Page:Roy - Romanciers de chez nous, 1935.djvu/32

Le texte de cette page a été corrigé et est conforme au fac-similé.
37
LES ANCIENS CANADIENS

L’auteur ne paraît pas avoir cure de psychologie ; ou plutôt, il est psychologue d’une façon qui convient à ses goûts et à son tempérament, et en ce sens qu’il tâche de dessiner seulement les mouvements généraux de la passion. La passion, ainsi racontée et mise en œuvre, ne fournit, nécessairement, que des portraits qui sont courts ; les divers traits, peu nombreux, qui les composent, laissent à l’imagination du lecteur le soin et le loisir de compléter le dessin de l’artiste.

Ce même procédé, qui consiste à laisser les personnages se dresser eux-mêmes en pieds sous le regard du lecteur, fait que souvent il arrive qu’il faille rechercher ici et là, à travers toutes les pages du livre, les éléments qui peuvent servir à leur reconstitution. C’est ainsi qu’il sera nécessaire de recueillir un peu partout, dans ce roman, et au hasard des circonstances, la pensée, les paroles, les gestes de M. d’Haberville, le père de Jules, si l’on veut prendre de lui une image précise. Héritier de longues traditions familiales, type parfait du seigneur canadien, esprit autoritaire et franc, conscience vigoureuse où se mêlent les vertus les plus bourgeoises, les vanités les plus chevaleresques, les instincts militaires les plus violents, et les découragements les plus profonds, M. d’Haberville est surtout soldat.
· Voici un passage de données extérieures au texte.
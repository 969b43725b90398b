// Copyright 2025 Seth Pendergrass. See LICENSE.

//! Parsing of location-history exports into day-grouped track points.

use std::collections::BTreeMap;

use chrono::NaiveDate;
use serde::Deserialize;

use crate::prim::{self, TrackPoint};

/// Top-level shape of a location-history export. Only the timeline paths are
/// of interest; everything else in the document is ignored.
#[derive(Deserialize)]
#[serde(rename_all = "camelCase")]
struct Document {
  #[serde(default)]
  semantic_segments: Vec<Segment>,
}

#[derive(Deserialize)]
#[serde(rename_all = "camelCase")]
struct Segment {
  #[serde(default)]
  timeline_path: Vec<PathRecord>,
}

/// One raw record of a timeline path. Fields are optional so that a record
/// missing either one is skipped rather than failing the whole document.
#[derive(Deserialize)]
struct PathRecord {
  point: Option<String>,
  time: Option<String>,
}

/// Parses a location-history document into track points grouped by the
/// calendar date of each point's timestamp.
///
/// Records that fail to produce both a valid coordinate pair and a valid
/// timestamp are skipped; within a day, points keep their order of
/// appearance in the document.
pub fn parse(document: &str) -> Result<BTreeMap<NaiveDate, Vec<TrackPoint>>, String> {
  let document = serde_json::from_str::<Document>(document)
    .map_err(|e| format!("Failed to parse location history ({e})."))?;

  let mut days: BTreeMap<NaiveDate, Vec<TrackPoint>> = BTreeMap::new();

  for segment in document.semantic_segments {
    for record in segment.timeline_path {
      let Some((day, point)) = parse_record(&record) else {
        continue;
      };
      days.entry(day).or_default().push(point);
    }
  }

  Ok(days)
}

/// Converts one raw record into a day key and a track point, or `None` if
/// any part of it is malformed.
fn parse_record(record: &PathRecord) -> Option<(NaiveDate, TrackPoint)> {
  let (Some(point), Some(time)) = (record.point.as_deref(), record.time.as_deref()) else {
    log::debug!("Skipping record with missing point or time.");
    return None;
  };

  let Some((lat, lon)) = parse_coordinates(point) else {
    log::debug!("Skipping record with malformed coordinates `{point}`.");
    return None;
  };

  let instant = match prim::parse_rfc3339(time) {
    Ok(instant) => instant,
    Err(e) => {
      log::debug!("Skipping record: {e}");
      return None;
    }
  };

  let Some(track_point) = TrackPoint::new(lat, lon, time.to_string()) else {
    log::debug!("Skipping record with out-of-range coordinates `{point}`.");
    return None;
  };

  Some((instant.date_naive(), track_point))
}

/// Parses a `"<lat>°, <lon>°"` coordinate string. Degree glyphs are
/// optional.
fn parse_coordinates(point: &str) -> Option<(f64, f64)> {
  let cleaned = point.replace('\u{b0}', "");
  let (lat, lon) = cleaned.split_once(',')?;

  Some((lat.trim().parse().ok()?, lon.trim().parse().ok()?))
}
// Copyright 2025 Seth Pendergrass. See LICENSE.

//! Track point primitive.

/// A single timestamped coordinate from a location-history export.
///
/// `time` keeps the source document's timestamp text verbatim; it is written
/// back into track files unchanged. Points outside the valid
/// latitude/longitude ranges are rejected at construction.
#[derive(Clone, Debug, PartialEq)]
pub struct TrackPoint {
  pub lat: f64,
  pub lon: f64,
  pub time: String,
}

impl TrackPoint {
  /// Builds a point, rejecting coordinates outside [-90, 90] / [-180, 180].
  pub fn new(lat: f64, lon: f64, time: String) -> Option<Self> {
    if !(-90.0..=90.0).contains(&lat) || !(-180.0..=180.0).contains(&lon) {
      return None;
    }

    Some(Self { lat, lon, time })
  }
}

#[cfg(test)]
mod test_new {
  use super::*;

  #[test]
  fn accepts_in_range_coordinates() {
    let point = TrackPoint::new(49.5, 18.1, "2024-01-15T10:00:00Z".to_string()).unwrap();

    assert_eq!(point.lat, 49.5);
    assert_eq!(point.lon, 18.1);
    assert_eq!(point.time, "2024-01-15T10:00:00Z");
  }

  #[test]
  fn accepts_boundary_coordinates() {
    assert!(TrackPoint::new(-90.0, 180.0, String::new()).is_some());
  }

  #[test]
  fn rejects_out_of_range_latitude() {
    assert!(TrackPoint::new(90.5, 0.0, String::new()).is_none());
  }

  #[test]
  fn rejects_out_of_range_longitude() {
    assert!(TrackPoint::new(0.0, -180.1, String::new()).is_none());
  }
}
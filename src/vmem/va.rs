//! Virtual addresses
//!
//! Field decodings of Sv32, Sv39 and Sv48 virtual addresses: a 12-bit
//! page offset followed by 10-bit (Sv32) or 9-bit (Sv39/Sv48) virtual
//! page number components, one per page-table level.

use crate::utils::extract_field;

/// Decoded view of a virtual address
///
/// `vpn(i)` is only defined for `i < LEVELS`.
pub trait Va {
    /// Number of vpn components (same as the page-table level count)
    const LEVELS: usize;

    fn new(addr: u64) -> Self;

    /// The 12-bit page offset
    fn offset(&self) -> u64;

    /// Virtual page number component i
    fn vpn(&self, i: usize) -> u64;
}

/// Sv32 virtual address: two 10-bit vpn components
#[derive(Debug, Clone, Copy)]
pub struct Va32(u32);

impl Va for Va32 {
    const LEVELS: usize = 2;

    fn new(addr: u64) -> Self {
        // An sv32 virtual address is 32 bits
        Self(addr as u32)
    }

    fn offset(&self) -> u64 {
        extract_field(self.0, 11, 0).into()
    }

    fn vpn(&self, i: usize) -> u64 {
        match i {
            0 => extract_field(self.0, 21, 12).into(),
            1 => extract_field(self.0, 31, 22).into(),
            _ => unreachable!("sv32 has two vpn components"),
        }
    }
}

/// Sv39 virtual address: three 9-bit vpn components
#[derive(Debug, Clone, Copy)]
pub struct Va39(u64);

impl Va for Va39 {
    const LEVELS: usize = 3;

    fn new(addr: u64) -> Self {
        Self(addr)
    }

    fn offset(&self) -> u64 {
        extract_field(self.0, 11, 0)
    }

    fn vpn(&self, i: usize) -> u64 {
        match i {
            0 => extract_field(self.0, 20, 12),
            1 => extract_field(self.0, 29, 21),
            2 => extract_field(self.0, 38, 30),
            _ => unreachable!("sv39 has three vpn components"),
        }
    }
}

/// Sv48 virtual address: four 9-bit vpn components
#[derive(Debug, Clone, Copy)]
pub struct Va48(u64);

impl Va for Va48 {
    const LEVELS: usize = 4;

    fn new(addr: u64) -> Self {
        Self(addr)
    }

    fn offset(&self) -> u64 {
        extract_field(self.0, 11, 0)
    }

    fn vpn(&self, i: usize) -> u64 {
        match i {
            0 => extract_field(self.0, 20, 12),
            1 => extract_field(self.0, 29, 21),
            2 => extract_field(self.0, 38, 30),
            3 => extract_field(self.0, 47, 39),
            _ => unreachable!("sv48 has four vpn components"),
        }
    }
}
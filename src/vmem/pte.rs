//! Page table entries
//!
//! Bit-exact decodings of the Sv32, Sv39 and Sv48 page table entry
//! formats (sections 4.3, 4.4 and 4.5 of the RISC-V privileged
//! specification, version 20211203). The flag bits V/R/W/X/U/G/A/D
//! occupy bits 0 to 7 in all three formats; the formats differ in
//! width, level count and the split of the physical page number.
//!
//! The walker is generic over the [`Pte`] trait, so the same walk
//! loop serves all three translation modes.

use crate::memory::Bus;
use crate::utils::{bit, extract_field};

/// Decoded view of a page table entry
///
/// `ppn_component(i)` and `pa_ppn_shift(i)` are only defined for
/// `i < LEVELS`; the walker never asks for anything else.
pub trait Pte: Sized {
    /// Number of levels in the page-table tree
    const LEVELS: usize;

    /// Size of an entry in bytes
    const SIZE: u64;

    /// Fetch the entry at addr, or None if the bus rejects the read
    fn fetch(mem: &impl Bus, addr: u64) -> Option<Self>;

    /// Write the entry back to addr (after an A/D update)
    fn write_back(&self, mem: &mut impl Bus, hart_ix: usize, addr: u64) -> bool;

    /// The raw entry
    fn data(&self) -> u64;

    fn valid(&self) -> bool;
    fn read(&self) -> bool;
    fn write(&self) -> bool;
    fn exec(&self) -> bool;
    fn user(&self) -> bool;
    fn global(&self) -> bool;
    fn accessed(&self) -> bool;
    fn dirty(&self) -> bool;

    fn set_accessed(&mut self);
    fn set_dirty(&mut self);

    /// The full physical page number
    fn ppn(&self) -> u64;

    /// Component i of the physical page number
    fn ppn_component(&self, i: usize) -> u64;

    /// Bit position of ppn component i within a physical address
    fn pa_ppn_shift(i: usize) -> u32;
}

/// Flag accessors shared by all three entry formats
macro_rules! pte_flags {
    () => {
        fn valid(&self) -> bool {
            bit(self.0, 0)
        }

        fn read(&self) -> bool {
            bit(self.0, 1)
        }

        fn write(&self) -> bool {
            bit(self.0, 2)
        }

        fn exec(&self) -> bool {
            bit(self.0, 3)
        }

        fn user(&self) -> bool {
            bit(self.0, 4)
        }

        fn global(&self) -> bool {
            bit(self.0, 5)
        }

        fn accessed(&self) -> bool {
            bit(self.0, 6)
        }

        fn dirty(&self) -> bool {
            bit(self.0, 7)
        }

        fn set_accessed(&mut self) {
            self.0 |= 1 << 6;
        }

        fn set_dirty(&mut self) {
            self.0 |= 1 << 7;
        }
    };
}

/// Sv32 page table entry: 32 bits, two levels
///
/// ppn0 is 10 bits at bit 10, ppn1 is 12 bits at bit 20.
#[derive(Debug, Clone, Copy, Default, PartialEq, Eq)]
pub struct Pte32(pub u32);

impl Pte for Pte32 {
    const LEVELS: usize = 2;
    const SIZE: u64 = 4;

    fn fetch(mem: &impl Bus, addr: u64) -> Option<Self> {
        mem.read_u32(addr).map(Self)
    }

    fn write_back(&self, mem: &mut impl Bus, hart_ix: usize, addr: u64) -> bool {
        mem.write_u32(hart_ix, addr, self.0)
    }

    fn data(&self) -> u64 {
        self.0.into()
    }

    pte_flags!();

    fn ppn(&self) -> u64 {
        extract_field(self.0, 31, 10).into()
    }

    fn ppn_component(&self, i: usize) -> u64 {
        match i {
            0 => extract_field(self.0, 19, 10).into(),
            1 => extract_field(self.0, 31, 20).into(),
            _ => unreachable!("sv32 has two ppn components"),
        }
    }

    fn pa_ppn_shift(i: usize) -> u32 {
        match i {
            0 => 12,
            1 => 22,
            _ => unreachable!("sv32 has two ppn components"),
        }
    }
}

/// Sv39 page table entry: 64 bits, three levels
///
/// ppn0 and ppn1 are 9 bits at bits 10 and 19; ppn2 is 26 bits at
/// bit 28. Bits 54 and up are reserved.
#[derive(Debug, Clone, Copy, Default, PartialEq, Eq)]
pub struct Pte39(pub u64);

impl Pte for Pte39 {
    const LEVELS: usize = 3;
    const SIZE: u64 = 8;

    fn fetch(mem: &impl Bus, addr: u64) -> Option<Self> {
        mem.read_u64(addr).map(Self)
    }

    fn write_back(&self, mem: &mut impl Bus, hart_ix: usize, addr: u64) -> bool {
        mem.write_u64(hart_ix, addr, self.0)
    }

    fn data(&self) -> u64 {
        self.0
    }

    pte_flags!();

    fn ppn(&self) -> u64 {
        extract_field(self.0, 53, 10)
    }

    fn ppn_component(&self, i: usize) -> u64 {
        match i {
            0 => extract_field(self.0, 18, 10),
            1 => extract_field(self.0, 27, 19),
            2 => extract_field(self.0, 53, 28),
            _ => unreachable!("sv39 has three ppn components"),
        }
    }

    fn pa_ppn_shift(i: usize) -> u32 {
        match i {
            0 => 12,
            1 => 21,
            2 => 30,
            _ => unreachable!("sv39 has three ppn components"),
        }
    }
}

/// Sv48 page table entry: 64 bits, four levels
///
/// ppn0..ppn2 are 9 bits at bits 10, 19 and 28; ppn3 is 17 bits at
/// bit 37. Bits 54 and up are reserved.
#[derive(Debug, Clone, Copy, Default, PartialEq, Eq)]
pub struct Pte48(pub u64);

impl Pte for Pte48 {
    const LEVELS: usize = 4;
    const SIZE: u64 = 8;

    fn fetch(mem: &impl Bus, addr: u64) -> Option<Self> {
        mem.read_u64(addr).map(Self)
    }

    fn write_back(&self, mem: &mut impl Bus, hart_ix: usize, addr: u64) -> bool {
        mem.write_u64(hart_ix, addr, self.0)
    }

    fn data(&self) -> u64 {
        self.0
    }

    pte_flags!();

    fn ppn(&self) -> u64 {
        extract_field(self.0, 53, 10)
    }

    fn ppn_component(&self, i: usize) -> u64 {
        match i {
            0 => extract_field(self.0, 18, 10),
            1 => extract_field(self.0, 27, 19),
            2 => extract_field(self.0, 36, 28),
            3 => extract_field(self.0, 53, 37),
            _ => unreachable!("sv48 has four ppn components"),
        }
    }

    fn pa_ppn_shift(i: usize) -> u32 {
        match i {
            0 => 12,
            1 => 21,
            2 => 30,
            3 => 39,
            _ => unreachable!("sv48 has four ppn components"),
        }
    }
}

#[cfg(test)]
mod tests {

    use super::*;

    #[test]
    fn check_sv32_fields() {
        // ppn1 = 0xfff, ppn0 = 0x3, D A G U X W R V set
        let pte = Pte32(0xfff0_0cdf);
        assert!(pte.valid() && pte.read() && pte.write() && pte.exec());
        assert!(pte.user() && pte.global() && pte.accessed() && pte.dirty());
        assert_eq!(pte.ppn_component(0), 0x3);
        assert_eq!(pte.ppn_component(1), 0xfff);
        assert_eq!(pte.ppn(), 0xfff << 10 | 0x3);
    }

    #[test]
    fn check_sv39_fields() {
        let pte = Pte39((0x5 << 28) | (0x1ff << 19) | (0x21 << 10) | 0x01);
        assert!(pte.valid());
        assert!(!pte.read() && !pte.write() && !pte.exec());
        assert_eq!(pte.ppn_component(0), 0x21);
        assert_eq!(pte.ppn_component(1), 0x1ff);
        assert_eq!(pte.ppn_component(2), 0x5);
        assert_eq!(pte.ppn(), (0x5 << 18) | (0x1ff << 9) | 0x21);
    }

    #[test]
    fn check_sv48_fields() {
        let pte = Pte48((0x1ffff_u64 << 37) | (0x7 << 28) | 0xcf);
        assert_eq!(pte.ppn_component(3), 0x1ffff);
        assert_eq!(pte.ppn_component(2), 0x7);
        assert_eq!(pte.ppn_component(1), 0);
        assert!(pte.accessed() && pte.dirty());
        // Reserved bits above 53 do not leak into the ppn
        let pte = Pte48(0xffc0_0000_0000_0000);
        assert_eq!(pte.ppn(), 0);
    }

    #[test]
    fn check_accessed_dirty_update() {
        let mut pte = Pte32(0x0000_0c0f);
        assert!(!pte.accessed() && !pte.dirty());
        pte.set_accessed();
        pte.set_dirty();
        assert!(pte.accessed() && pte.dirty());
        assert_eq!(pte.0, 0x0000_0ccf);
    }
}
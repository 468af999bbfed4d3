#![forbid(unsafe_code)]

pub mod memory;
pub mod pma;
pub mod utils;
pub mod vmem;
//! Virtual memory translation
//!
//! Implements the Sv32, Sv39 and Sv48 virtual-address translation
//! protocol from section 4.3.2 of the RISC-V privileged specification
//! (version 20211203): a multi-level page-table walk with permission
//! checking, superpage alignment checking, accessed/dirty bookkeeping
//! and a TLB in front of it.
//!
//! One [`VirtMem`] exists per hart. The processor model pushes the
//! relevant satp/mstatus state into it (translation mode, root page
//! number, ASID, the MXR and SUM bits) and then calls
//! [`VirtMem::translate`] for every fetch, load and store. Page
//! tables live in physical memory and are accessed through the
//! [`Bus`] trait, so the walker itself holds no reference to the
//! memory system.
//!
//! A failed translation reports a page fault chosen by the kind of
//! access that was requested, never by the step of the walk that
//! failed; this matches the trap causes the privileged specification
//! assigns to translation.

use thiserror::Error;

use crate::memory::Bus;

use self::pte::{Pte, Pte32, Pte39, Pte48};
use self::tlb::{Tlb, TlbEntry};
use self::va::{Va, Va32, Va39, Va48};

pub mod pte;
pub mod tlb;
pub mod va;

/// Address translation modes, with their satp.MODE encodings
///
/// Sv57 and Sv64 are recognised encodings but translation for them is
/// not implemented; [`VirtMem::set_mode`] rejects them.
#[derive(Debug, Default, Copy, Clone, PartialEq, Eq)]
pub enum Mode {
    #[default]
    Bare = 0,
    Sv32 = 1,
    Sv39 = 8,
    Sv48 = 9,
    Sv57 = 10,
    Sv64 = 11,
}

/// Privilege level of the hart issuing an access
#[derive(Debug, Copy, Clone, PartialEq, Eq)]
pub enum PrivilegeMode {
    User = 0,
    Supervisor = 1,
    Machine = 3,
}

/// Page faults that a translation can raise
///
/// The variant is chosen by the access kind (fetch, load or store)
/// that requested the translation.
#[derive(Error, Debug, Copy, Clone, PartialEq, Eq)]
pub enum ExceptionCause {
    #[error("instruction page fault")]
    InstPageFault,
    #[error("load page fault")]
    LoadPageFault,
    #[error("store/AMO page fault")]
    StorePageFault,
}

impl ExceptionCause {
    /// The RISC-V exception code, as written to mcause
    pub fn cause(&self) -> u32 {
        match self {
            Self::InstPageFault => 12,
            Self::LoadPageFault => 13,
            Self::StorePageFault => 15,
        }
    }
}

/// The page fault for the given access kind
fn page_fault_type(read: bool, write: bool, exec: bool) -> ExceptionCause {
    if exec {
        return ExceptionCause::InstPageFault;
    }
    if read {
        return ExceptionCause::LoadPageFault;
    }
    debug_assert!(write);
    ExceptionCause::StorePageFault
}

#[derive(Debug, Error, PartialEq, Eq)]
pub enum VirtMemError {
    #[error("page size {0} is not a power of two of at least 64")]
    InvalidPageSize(u64),
    #[error("page size {0} is not valid for the current translation mode")]
    UnsupportedPageSize(u64),
    #[error("translation mode {0:?} is not supported")]
    UnsupportedMode(Mode),
}

/// Per-hart virtual memory translator
///
/// Holds the translation configuration (mode, page-table root, ASID,
/// cached mstatus bits) and the hart's TLB.
#[derive(Debug)]
pub struct VirtMem {
    hart_ix: usize,
    page_table_root: u64,
    mode: Mode,
    asid: u32,
    page_size: u64,
    page_bits: u32,
    page_mask: u64,
    /// Cached mstatus.MXR: make executable pages readable
    exec_readable: bool,
    /// Cached mstatus.SUM: permit supervisor access to user pages
    supervisor_ok: bool,
    /// Fault instead of hardware-updating the A/D bits
    fault_on_first_access: bool,
    tlb: Tlb,
}

impl VirtMem {
    pub fn new(hart_ix: usize, page_size: u64, tlb_size: usize) -> Result<Self, VirtMemError> {
        if page_size < 64 || !page_size.is_power_of_two() {
            return Err(VirtMemError::InvalidPageSize(page_size));
        }
        Ok(Self {
            hart_ix,
            page_table_root: 0,
            mode: Mode::Bare,
            asid: 0,
            page_size,
            page_bits: page_size.trailing_zeros(),
            page_mask: page_size - 1,
            exec_readable: false,
            supervisor_ok: false,
            fault_on_first_access: false,
            tlb: Tlb::new(tlb_size),
        })
    }

    /// Set the translation mode. Flushes the TLB.
    pub fn set_mode(&mut self, mode: Mode) -> Result<(), VirtMemError> {
        match mode {
            Mode::Sv57 | Mode::Sv64 => Err(VirtMemError::UnsupportedMode(mode)),
            _ => {
                self.mode = mode;
                self.tlb.flush();
                Ok(())
            }
        }
    }

    pub fn mode(&self) -> Mode {
        self.mode
    }

    /// Set the physical page number of the root page table (the PPN
    /// field of satp). Flushes the TLB, as a satp write does.
    pub fn set_page_table_root(&mut self, root: u64) {
        self.page_table_root = root;
        self.tlb.flush();
    }

    /// Set the address space id. Does not flush: TLB entries are
    /// tagged with their ASID precisely so a context switch can avoid
    /// the flush.
    pub fn set_address_space(&mut self, asid: u32) {
        self.asid = asid;
    }

    /// Set the cached mstatus.MXR bit
    pub fn set_exec_readable(&mut self, flag: bool) {
        self.exec_readable = flag;
    }

    /// Set the cached mstatus.SUM bit
    pub fn set_supervisor_access_user(&mut self, flag: bool) {
        self.supervisor_ok = flag;
    }

    /// Select between faulting on a clear accessed/dirty bit and
    /// hardware-updating it (the Svade/Svadu choice)
    pub fn set_fault_on_first_access(&mut self, flag: bool) {
        self.fault_on_first_access = flag;
    }

    /// Invalidate TLB entries; the operands mirror SFENCE.VMA
    pub fn sfence_vma(&mut self, vpn: Option<u64>, asid: Option<u32>) {
        self.tlb.invalidate(vpn, asid);
    }

    /// Drop every TLB entry
    pub fn flush_tlb(&mut self) {
        self.tlb.flush();
    }

    /// Set the page size
    ///
    /// The size must be a power of two of at least 64, and one the
    /// current translation mode supports: 4 KiB for Sv32; 4 KiB,
    /// 2 MiB or 1 GiB for Sv39; those or 512 GiB for Sv48. Bare mode
    /// accepts any power of two. Flushes the TLB, since cached page
    /// numbers are relative to the page size.
    pub fn set_page_size(&mut self, size: u64) -> Result<(), VirtMemError> {
        if size < 64 || !size.is_power_of_two() {
            return Err(VirtMemError::InvalidPageSize(size));
        }

        const K4: u64 = 4096;
        const M2: u64 = 2 * 1024 * 1024;
        const G1: u64 = 1024 * 1024 * 1024;
        const G512: u64 = 512 * G1;

        let ok = match self.mode {
            Mode::Bare => true,
            Mode::Sv32 => size == K4,
            Mode::Sv39 => matches!(size, K4 | M2 | G1),
            Mode::Sv48 => matches!(size, K4 | M2 | G1 | G512),
            Mode::Sv57 | Mode::Sv64 => false,
        };
        if !ok {
            return Err(VirtMemError::UnsupportedPageSize(size));
        }

        self.page_bits = size.trailing_zeros();
        self.page_size = size;
        self.page_mask = size - 1;
        self.tlb.flush();
        Ok(())
    }

    /// Translate a virtual address to a physical address
    ///
    /// Exactly one of read/write/exec must be true, naming the kind
    /// of access being performed. On failure the returned page fault
    /// is determined by that access kind alone.
    ///
    /// A TLB hit and a fresh walk of the same mapping produce the
    /// same physical address and the same fault classification; they
    /// differ only in that a hit updates the A/D bits on the cached
    /// entry without touching the in-memory page table entry.
    pub fn translate<M: Bus>(
        &mut self,
        va: u64,
        priv_mode: PrivilegeMode,
        read: bool,
        write: bool,
        exec: bool,
        mem: &mut M,
    ) -> Result<u64, ExceptionCause> {
        debug_assert_eq!(
            u32::from(read) + u32::from(write) + u32::from(exec),
            1,
            "exactly one access kind per translation"
        );

        if self.mode == Mode::Bare {
            return Ok(va);
        }

        let pf = page_fault_type(read, write, exec);

        // Look up the virtual page number in the TLB
        let vpn = va >> self.page_bits;
        if let Some(entry) = self.tlb.find(vpn, self.asid) {
            if priv_mode == PrivilegeMode::User && !entry.user {
                return Err(pf);
            }
            if priv_mode == PrivilegeMode::Supervisor && entry.user && !self.supervisor_ok {
                return Err(pf);
            }
            let entry_read = entry.read || (self.exec_readable && entry.exec);
            if (read && !entry_read) || (write && !entry.write) || (exec && !entry.exec) {
                return Err(pf);
            }
            if !entry.accessed || (write && !entry.dirty) {
                if self.fault_on_first_access {
                    return Err(pf);
                }
                entry.accessed = true;
                if write {
                    entry.dirty = true;
                }
            }
            return Ok((entry.phys_page_num << self.page_bits) | (va & self.page_mask));
        }

        // Miss: walk the page tables and cache the result
        let (pa, entry) = match self.mode {
            Mode::Sv32 => self.page_table_walk::<Pte32, Va32, M>(va, priv_mode, read, write, exec, mem)?,
            Mode::Sv39 => {
                // Bits 63:39 must equal bit 38 (sign extension of the
                // 39-bit virtual address)
                let ext = if (va >> 38) & 1 != 0 { 0x1ff_ffff } else { 0 };
                if (va >> 39) != ext {
                    return Err(pf);
                }
                self.page_table_walk::<Pte39, Va39, M>(va, priv_mode, read, write, exec, mem)?
            }
            Mode::Sv48 => {
                // Bits 63:48 must equal bit 47
                let ext = if (va >> 47) & 1 != 0 { 0xffff } else { 0 };
                if (va >> 48) != ext {
                    return Err(pf);
                }
                self.page_table_walk::<Pte48, Va48, M>(va, priv_mode, read, write, exec, mem)?
            }
            Mode::Bare | Mode::Sv57 | Mode::Sv64 => {
                unreachable!("bare handled above; sv57/sv64 rejected by set_mode")
            }
        };
        self.tlb.insert(entry);
        Ok(pa)
    }

    /// Walk the page tables for one virtual address
    ///
    /// This is the loop of section 4.3.2, generic over the entry and
    /// address formats of the three translation modes. On success it
    /// returns the physical address and the TLB entry describing the
    /// mapping, for the caller to install.
    fn page_table_walk<P: Pte, V: Va, M: Bus>(
        &self,
        address: u64,
        priv_mode: PrivilegeMode,
        read: bool,
        write: bool,
        exec: bool,
        mem: &mut M,
    ) -> Result<(u64, TlbEntry), ExceptionCause> {
        let pf = page_fault_type(read, write, exec);
        let va = V::new(address);

        // "a" in the privileged-spec algorithm: the table under
        // inspection, starting at the root
        let mut table = self.page_table_root.wrapping_mul(self.page_size);
        let mut level = P::LEVELS - 1;

        let (mut pte, pte_addr) = loop {
            let pte_addr = table.wrapping_add(va.vpn(level).wrapping_mul(P::SIZE));

            // A PMP check on pte_addr belongs here when physical
            // memory protection is modelled.
            let pte = P::fetch(&*mem, pte_addr).ok_or(pf)?;

            if !pte.valid() || (!pte.read() && pte.write()) {
                // Invalid, or the reserved R=0,W=1 encoding
                return Err(pf);
            }

            if !pte.read() && !pte.exec() {
                // Pointer to the next level of the tree
                if level == 0 {
                    return Err(pf);
                }
                level -= 1;
                table = pte.ppn().wrapping_mul(self.page_size);
                continue;
            }

            break (pte, pte_addr);
        };

        // Leaf entry: check permissions
        if priv_mode == PrivilegeMode::User && !pte.user() {
            return Err(pf);
        }
        if priv_mode == PrivilegeMode::Supervisor && pte.user() && !self.supervisor_ok {
            return Err(pf);
        }
        let pte_read = pte.read() || (self.exec_readable && pte.exec());
        if (read && !pte_read) || (write && !pte.write()) || (exec && !pte.exec()) {
            return Err(pf);
        }

        // A superpage leaf must be aligned: the ppn components below
        // its level must be zero
        for j in 0..level {
            if pte.ppn_component(j) != 0 {
                return Err(pf);
            }
        }

        // Accessed/dirty update: fault, or hardware-update and write
        // the entry back
        if !pte.accessed() || (write && !pte.dirty()) {
            if self.fault_on_first_access {
                return Err(pf);
            }
            pte.set_accessed();
            if write {
                pte.set_dirty();
            }
            // A PMP check on pte_addr belongs here as well.
            if !pte.write_back(mem, self.hart_ix, pte_addr) {
                return Err(pf);
            }
        }

        // Compose the physical address. For a superpage the vpn
        // components below the leaf level pass through from the
        // virtual address.
        let mut pa = va.offset();
        for j in 0..level {
            pa |= va.vpn(j) << P::pa_ppn_shift(j);
        }
        for j in level..P::LEVELS {
            pa |= pte.ppn_component(j) << P::pa_ppn_shift(j);
        }

        let entry = TlbEntry {
            virt_page_num: address >> self.page_bits,
            phys_page_num: pa >> self.page_bits,
            time: 0,
            asid: self.asid,
            valid: true,
            global: pte.global(),
            user: pte.user(),
            read: pte.read(),
            write: pte.write(),
            exec: pte.exec(),
            accessed: pte.accessed(),
            dirty: pte.dirty(),
        };

        Ok((pa, entry))
    }
}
Il en a toute l’ardeur et toute la crâne générosité. À son fils qui lui demande d’accueillir au manoir l’orphelin dont il s’est fait un ami, il répond : « Son père repose sur un champ de bataille glorieusement disputé : honneur à la tombe du vaillant soldat. Tous les guerriers sont frères, leurs enfants doivent l’être aussi »[1]. Mais c’est parce qu’il est soldat, qu’il éprouvera si longtemps en son âme blessée l’effet

  1. Cf. page 27.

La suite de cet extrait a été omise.